He expressed both the pleasure and pain of being a homeowner—at last—with quasi-deprecating humor. A previous occupant had named the house Afterwhiles (inscribed on the gateposts), and Cheever took to calling it Meanwhiles, mocking the pomposity of naming one's house while calling attention to the fact that one lived, no less, in a house with a name. Perhaps he also meant to suggest the transitory nature of the arrangement. Things began falling apart as soon as they moved in. One day it was the water pump, then the oil burner, plus the roof leaked, and finally, when his publisher, Cass Canfield, came for dinner, a sewer line burst under the stairs and squirted the man. And while Cheever rallied to keep the house in repair, the grounds began to deteriorate too: the elm trees blighted and died, the pond (dubbed the Turgenev Memorial Tarn) clabbered into a swamp, the little bridge collapsed, and the overall effect “rivaled the jungles of Borneo,” as Federico put it. Within a few months Cheever was half seriously composing an advertisement to sell the place (“Stone ended 18th Century manor house, etc.”), though he was pleased to show it off to an old rival like Shaw. “Irwin came for lunch and said that we both got what we wanted,” Cheever wrote: “i.e. I got a picturesque old dump and he got a Swiss chalet and a taxfree two million in Geneva.”
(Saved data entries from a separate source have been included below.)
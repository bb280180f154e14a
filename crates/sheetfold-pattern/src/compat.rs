//! Pairwise compatibility of two formula occurrences.
//!
//! Two formulas are compatible when the second is what the first becomes after
//! being dragged by the distance between their cells: the parse trees line up
//! node for node, literal terminals are identical, and every reference moved
//! by exactly that distance on its unanchored axes.

use std::fmt;

use rustc_hash::FxHashMap;
use sheetfold_common::{CellAddress, CellReference, Distance};
use sheetfold_parse::{NodeRef, ParseTree, parse};

use crate::error::{PatternError, Result};
use crate::resolve::{ParsePath, child_scope, decode_reference};
use crate::source::SpreadsheetSource;
use crate::variability::{NodeBinding, VariabilityTree, extract_variability};

/// Variable reference occurrences of a compatible pair, keyed by their path in
/// the origin's tree. Values are the origin's references.
///
/// Only the checker creates these, so holding one proves the pair it came from
/// was compatible.
#[derive(Debug, Clone, Default, PartialEq, Eq)]
pub struct Bindings {
    map: FxHashMap<ParsePath, CellReference>,
}

impl Bindings {
    pub(crate) fn from_pairs(pairs: impl IntoIterator<Item = (ParsePath, CellReference)>) -> Self {
        Bindings {
            map: pairs.into_iter().collect(),
        }
    }

    pub fn get(&self, path: &[u32]) -> Option<&CellReference> {
        self.map.get(path)
    }

    pub fn len(&self) -> usize {
        self.map.len()
    }

    pub fn is_empty(&self) -> bool {
        self.map.is_empty()
    }

    /// Entries in unspecified order.
    pub fn iter(&self) -> impl Iterator<Item = (&ParsePath, &CellReference)> {
        self.map.iter()
    }
}

/// Why a pair was judged incompatible. Every reason is treated alike; this is
/// diagnostics only.
#[derive(Debug, Clone, PartialEq, Eq)]
pub enum Mismatch {
    /// One of the cells holds no formula.
    NoFormula,
    /// Node kind, child count or literal text differ.
    Structure { path: ParsePath },
    /// A reference did not move by the drag distance, or its anchors changed.
    Reference { path: ParsePath },
}

impl fmt::Display for Mismatch {
    fn fmt(&self, f: &mut fmt::Formatter<'_>) -> fmt::Result {
        match self {
            Mismatch::NoFormula => f.write_str("no formula"),
            Mismatch::Structure { path } => write!(f, "structure differs at {:?}", path.as_slice()),
            Mismatch::Reference { path } => write!(f, "reference differs at {:?}", path.as_slice()),
        }
    }
}

#[derive(Debug, Clone, PartialEq, Eq)]
pub enum Compatibility {
    Incompatible(Mismatch),
    Compatible(Bindings),
}

impl Compatibility {
    pub fn is_compatible(&self) -> bool {
        matches!(self, Compatibility::Compatible(_))
    }

    pub fn bindings(&self) -> Option<&Bindings> {
        match self {
            Compatibility::Compatible(b) => Some(b),
            Compatibility::Incompatible(_) => None,
        }
    }

    pub fn mismatch(&self) -> Option<&Mismatch> {
        match self {
            Compatibility::Incompatible(m) => Some(m),
            Compatibility::Compatible(_) => None,
        }
    }

    /// Variability tree and sorted distinct references, if compatible.
    pub fn variability(&self) -> Option<(VariabilityTree, Vec<CellReference>)> {
        self.bindings().map(extract_variability)
    }

    /// Bind the pattern of this result onto `tree`.
    ///
    /// `Ok(None)` for an incompatible result; nothing is walked in that case.
    pub fn bind_to(&self, tree: &ParseTree) -> Result<Option<NodeBinding>> {
        match self {
            Compatibility::Incompatible(_) => Ok(None),
            Compatibility::Compatible(bindings) => {
                let (pattern, _) = extract_variability(bindings);
                pattern.bind(tree).map(Some)
            }
        }
    }
}

/// The two cells a pair of trees was read from.
#[derive(Debug, Clone, Copy)]
pub struct CheckContext<'a> {
    pub origin: &'a CellAddress,
    pub candidate: &'a CellAddress,
}

impl<'a> CheckContext<'a> {
    pub fn new(origin: &'a CellAddress, candidate: &'a CellAddress) -> Self {
        CheckContext { origin, candidate }
    }

    pub fn distance(&self) -> Distance {
        Distance::between(self.origin, self.candidate)
    }
}

/// Compare the formulas of two cells of `source`.
///
/// A cell without formula text gives `Incompatible(NoFormula)`; a formula that
/// does not parse is an error for that cell.
pub fn check_compatible<S: SpreadsheetSource + ?Sized>(
    origin: &CellAddress,
    candidate: &CellAddress,
    source: &S,
) -> Result<Compatibility> {
    let (Some(origin_text), Some(candidate_text)) =
        (source.formula(origin), source.formula(candidate))
    else {
        return Ok(Compatibility::Incompatible(Mismatch::NoFormula));
    };
    check_formulas(&origin_text, origin, &candidate_text, candidate)
}

/// Compare two formula texts as if they sat in the given cells.
pub fn check_formulas(
    origin_text: &str,
    origin: &CellAddress,
    candidate_text: &str,
    candidate: &CellAddress,
) -> Result<Compatibility> {
    if !origin_text.starts_with('=') || !candidate_text.starts_with('=') {
        return Ok(Compatibility::Incompatible(Mismatch::NoFormula));
    }
    let origin_tree = parse(origin_text).map_err(|e| PatternError::parse(origin, e))?;
    let candidate_tree = parse(candidate_text).map_err(|e| PatternError::parse(candidate, e))?;
    Ok(check_trees(
        &origin_tree,
        &candidate_tree,
        &CheckContext::new(origin, candidate),
    ))
}

/// Lock-step comparison of two parsed formulas.
pub fn check_trees(origin: &ParseTree, candidate: &ParseTree, ctx: &CheckContext<'_>) -> Compatibility {
    debug_assert_ne!(
        ctx.origin, ctx.candidate,
        "a cell is never compared with itself"
    );

    let mut walker = LockStep {
        distance: ctx.distance(),
        path: ParsePath::new(),
        found: Vec::new(),
    };
    match walker.walk(
        origin.root(),
        candidate.root(),
        &ctx.origin.sheet,
        &ctx.candidate.sheet,
    ) {
        Ok(()) => Compatibility::Compatible(Bindings::from_pairs(walker.found)),
        Err(mismatch) => {
            #[cfg(feature = "tracing")]
            tracing::trace!(
                origin = %ctx.origin,
                candidate = %ctx.candidate,
                reason = %mismatch,
                "formulas incompatible"
            );
            Compatibility::Incompatible(mismatch)
        }
    }
}

struct LockStep {
    distance: Distance,
    path: ParsePath,
    found: Vec<(ParsePath, CellReference)>,
}

impl LockStep {
    fn walk(
        &mut self,
        a: NodeRef<'_>,
        b: NodeRef<'_>,
        sheet_a: &str,
        sheet_b: &str,
    ) -> std::result::Result<(), Mismatch> {
        if a.kind() != b.kind() || a.child_count() != b.child_count() {
            return Err(self.structure());
        }

        if a.is_cell_ref() {
            let (Some(ra), Some(rb)) = (decode_reference(a, sheet_a), decode_reference(b, sheet_b))
            else {
                return Err(self.reference());
            };
            if !self.moved_by_distance(&ra, &rb) {
                return Err(self.reference());
            }
            if ra.is_variable() {
                self.found.push((self.path.clone(), ra));
            }
            return Ok(());
        }

        if a.is_terminal() {
            return if a.text() == b.text() {
                Ok(())
            } else {
                Err(self.structure())
            };
        }

        let scope_a = child_scope(a, sheet_a);
        let scope_b = child_scope(b, sheet_b);
        for (i, (ca, cb)) in a.children().zip(b.children()).enumerate() {
            self.path.push(i as u32);
            self.walk(ca, cb, &scope_a, &scope_b)?;
            self.path.pop();
        }
        Ok(())
    }

    /// Anchored axes stay put, free axes move by the drag distance. A drag
    /// never changes the sheet or the `$` markers.
    fn moved_by_distance(&self, origin: &CellReference, candidate: &CellReference) -> bool {
        if origin.sheet != candidate.sheet
            || origin.col_fixed != candidate.col_fixed
            || origin.row_fixed != candidate.row_fixed
        {
            return false;
        }
        let col_ok = if origin.col_fixed {
            origin.col == candidate.col
        } else {
            candidate.col as i64 - origin.col as i64 == self.distance.d_col
        };
        let row_ok = if origin.row_fixed {
            origin.row == candidate.row
        } else {
            candidate.row as i64 - origin.row as i64 == self.distance.d_row
        };
        col_ok && row_ok
    }

    fn structure(&self) -> Mismatch {
        Mismatch::Structure {
            path: self.path.clone(),
        }
    }

    fn reference(&self) -> Mismatch {
        Mismatch::Reference {
            path: self.path.clone(),
        }
    }
}

#[cfg(test)]
mod tests {
    use super::*;

    fn addr(sheet: &str, a1: &str) -> CellAddress {
        CellAddress::from_a1(sheet, a1).unwrap()
    }

    fn check(a: &str, at: &str, b: &str, bt: &str) -> Compatibility {
        check_formulas(a, &addr("S", at), b, &addr("S", bt)).unwrap()
    }

    #[test]
    fn drag_down_is_compatible() {
        let result = check("=A1*2", "B1", "=A2*2", "B2");
        let bindings = result.bindings().unwrap();
        assert_eq!(bindings.len(), 1);
        assert_eq!(bindings.get(&[1, 0]).unwrap().a1(), "A1");
    }

    #[test]
    fn literal_change_is_structural() {
        let result = check("=A1*2", "B1", "=A2*3", "B2");
        assert_eq!(
            result.mismatch(),
            Some(&Mismatch::Structure {
                path: ParsePath::from_slice(&[1, 2])
            })
        );
    }

    #[test]
    fn wrong_offset_is_reference_mismatch() {
        let result = check("=A1*2", "B1", "=A3*2", "B2");
        assert!(matches!(
            result.mismatch(),
            Some(Mismatch::Reference { .. })
        ));
    }

    #[test]
    fn anchors_must_agree() {
        assert!(!check("=$A1", "B1", "=A2", "B2").is_compatible());
        assert!(check("=$A1", "B1", "=$A2", "B2").is_compatible());
        assert!(check("=A$1", "B1", "=A$1", "B2").is_compatible());
        assert!(!check("=A$1", "B1", "=A$2", "B2").is_compatible());
    }

    #[test]
    fn non_formulas_are_no_formula() {
        let result = check("42", "B1", "=A2", "B2");
        assert_eq!(result.mismatch(), Some(&Mismatch::NoFormula));
    }

    #[test]
    fn parse_failure_names_the_cell() {
        let err = check_formulas("=A1+", &addr("S", "B1"), "=A2", &addr("S", "B2")).unwrap_err();
        match err {
            PatternError::Parse { cell, .. } => assert_eq!(cell.a1(), "B1"),
            other => panic!("unexpected error {other:?}"),
        }
    }

    #[test]
    fn bind_to_on_incompatible_is_none() {
        let result = check("=A1", "B1", "=C9", "B2");
        let tree = parse("=C9").unwrap();
        assert_eq!(result.bind_to(&tree).unwrap(), None);
    }

    #[test]
    fn wide_arrays_keep_every_path_distinct() {
        // B1 sits at child index 65537 of the array node.
        let array = |row: u32| {
            let zeros = vec!["0"; 32767].join(",");
            format!("={{A{row},{zeros},B{row}}}")
        };
        let result = check(&array(1), "C1", &array(2), "C2");
        let bindings = result.bindings().unwrap();
        assert_eq!(bindings.len(), 2);
        assert_eq!(bindings.get(&[1, 1]).unwrap().a1(), "A1");
        assert_eq!(bindings.get(&[1, 65537]).unwrap().a1(), "B1");
    }

    #[cfg(debug_assertions)]
    #[test]
    #[should_panic(expected = "a cell is never compared with itself")]
    fn comparing_a_cell_with_itself_is_a_bug() {
        let tree = parse("=A1*2").unwrap();
        let cell = addr("S", "B1");
        check_trees(&tree, &tree, &CheckContext::new(&cell, &cell));
    }
}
Perhaps his first real houseguest was Josie Herbst, who would admire the place, he expected, “with gusto and sincerity.” In the past, Herbst had always been a vivacious presence, especially toward the children, but in recent years a strain of acerbity had begun to get the best of her. During their last encounter at Yaddo, in 1959, Cheever had noted how she “force[d] the conversation into a false and evasive vein” (“Yes, you say, we are all frustrated and miserable, we are all poor”); but mostly he was sympathetic, and afterward resumed his long campaign to get her a grant from the Institute—”not for her work,” he wrote then-secretary Louise Bogan, “but for a nonstop literary conversation that must have begun in Sioux City around 1912 and is still going strong. … She is also old, sick, poor and quite embittered.” No grant was forthcoming, however, and when Herbst arrived in Ossining two years later (hefting a cat carrier), she looked older and quite a bit more embittered. As Cheever drove her home from the train station, she immediately began blasting the Institute: “They're a bunch of stuffed shirts,” she said. “Nobody any good is a member.” At last Cheever told her that if she didn't desist he was going to stop the car and leave her on the side of the road. The next morning she stayed in bed so long that her hosts feared she'd died in the night.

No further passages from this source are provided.